Canadian Forces Air Command officer

Lieutenant-General Eric A. "Rick" Findley, CMM, MSC, CD (born 1950) is a retired general of the Canadian Forces Air Command and was the Deputy Commander of the North American Aerospace Defense Command (NORAD) from July 2003 through August 2007.

==Early life and career==
Findley was born in Ottawa, Ontario, in 1950.

He entered the Canadian Forces in 1968 and was trained as a pilot. He flew with the 408 Tactical Helicopter Squadron, (CFB Edmonton); No. 444 Squadron RCAF (CFB Lahr); No. 403 Squadron RCAF (CFB Gagetown), and commanded the No. 427 Squadron RCAF (CFB Petawawa). During peacekeeping operations, he commanded and flew with United Nations (UN) and Multinational Force and Observer (MFO) aviation units in the Sinai, Central America, and Haiti. The logbook reflects over 4600 flying hours, primarily in helicopters. He has commanded at the flight, squadron (427 Squadron), and wing level (7 Wing/CFB Ottawa). He has commanded two Canadian peacekeeping contingents, and served as Chief of Staff for the MFO.

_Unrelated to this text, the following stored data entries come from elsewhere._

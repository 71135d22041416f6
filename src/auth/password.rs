//! Password hashing and verification.

use argon2::{
    Algorithm, Argon2, Params, Version,
    password_hash::{PasswordHash, PasswordHasher, PasswordVerifier, SaltString, rand_core::OsRng},
};

use crate::config::PasswordConfig;
use crate::errors::Error;

/// Argon2 hashing parameters.
#[derive(Debug, Clone, Copy)]
pub struct Argon2Params {
    pub memory_kib: u32,
    pub iterations: u32,
    pub parallelism: u32,
}

impl Argon2Params {
    /// Create Argon2 instance with these parameters.
    fn to_argon2(self) -> Result<Argon2<'static>, Error> {
        let params = Params::new(self.memory_kib, self.iterations, self.parallelism, None).map_err(|e| Error::Internal {
            operation: format!("create argon2 params: {e}"),
        })?;

        Ok(Argon2::new(Algorithm::Argon2id, Version::V0x13, params))
    }
}

impl Default for Argon2Params {
    /// Secure defaults for production (Argon2id RFC recommendations)
    fn default() -> Self {
        Self {
            memory_kib: 19456, // 19 MB
            iterations: 2,
            parallelism: 1,
        }
    }
}

impl From<&PasswordConfig> for Argon2Params {
    fn from(config: &PasswordConfig) -> Self {
        Self {
            memory_kib: config.argon2_memory_kib,
            iterations: config.argon2_iterations,
            parallelism: config.argon2_parallelism,
        }
    }
}

/// Hash a password using Argon2id with a fresh random salt.
///
/// Uses the provided parameters or secure defaults if None. The empty
/// string hashes like any other input.
pub fn hash_password_with_params(input: &str, params: Option<Argon2Params>) -> Result<String, Error> {
    let salt = SaltString::generate(&mut OsRng);
    let argon2 = params.unwrap_or_default().to_argon2()?;

    let hash = argon2.hash_password(input.as_bytes(), &salt).map_err(|e| Error::Internal {
        operation: format!("hash password: {e}"),
    })?;

    Ok(hash.to_string())
}

/// Hash a password using Argon2id with default secure parameters.
pub fn hash_password(input: &str) -> Result<String, Error> {
    hash_password_with_params(input, None)
}

/// Verify a password against a stored hash.
///
/// Verification uses the parameters embedded in the hash itself. A stored
/// hash that cannot be parsed verifies as `false`: a corrupt row reads as
/// a failed login, never a panic or a 500.
pub fn verify_password(input: &str, hash: &str) -> Result<bool, Error> {
    let parsed_hash = match PasswordHash::new(hash) {
        Ok(h) => h,
        Err(_) => return Ok(false),
    };

    let argon2 = Argon2::default();
    Ok(argon2.verify_password(input.as_bytes(), &parsed_hash).is_ok())
}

Findley served on several different staffs. He served as Senior Staff Officer Plans, Doctrine, and Requirements with 10 Tactical Air Group headquarters; Staff Officer in the Directorate of Peacekeeping Operations and National Defence Operations Centre at National Defence Headquarters; Executive Assistant to the Deputy Chief of Defence Staff at National Defence Headquarters; Chief of Staff for Personnel, Training, and Reserves (A1) at Air Command Headquarters and 1 Canadian Air Division; Chief of Staff for Operations (A3) at 1 Canadian Air Division/Canadian NORAD Region; and Director of Combat Operations (NJ3) at NORAD headquarters. Findley finished his military career as Deputy Commander of the North American Aerospace Defense Command (NORAD) from July 2003 through August 2007.

==Education==
Findley has a Bachelor of Science in biology from Carleton University and has graduated from the Canadian Forces Command and Staff College, Toronto; French Language Training, Montreal; Royal College of Defence Studies, London, and Combined Force Air Component Commander Course, Maxwell Air Force Base.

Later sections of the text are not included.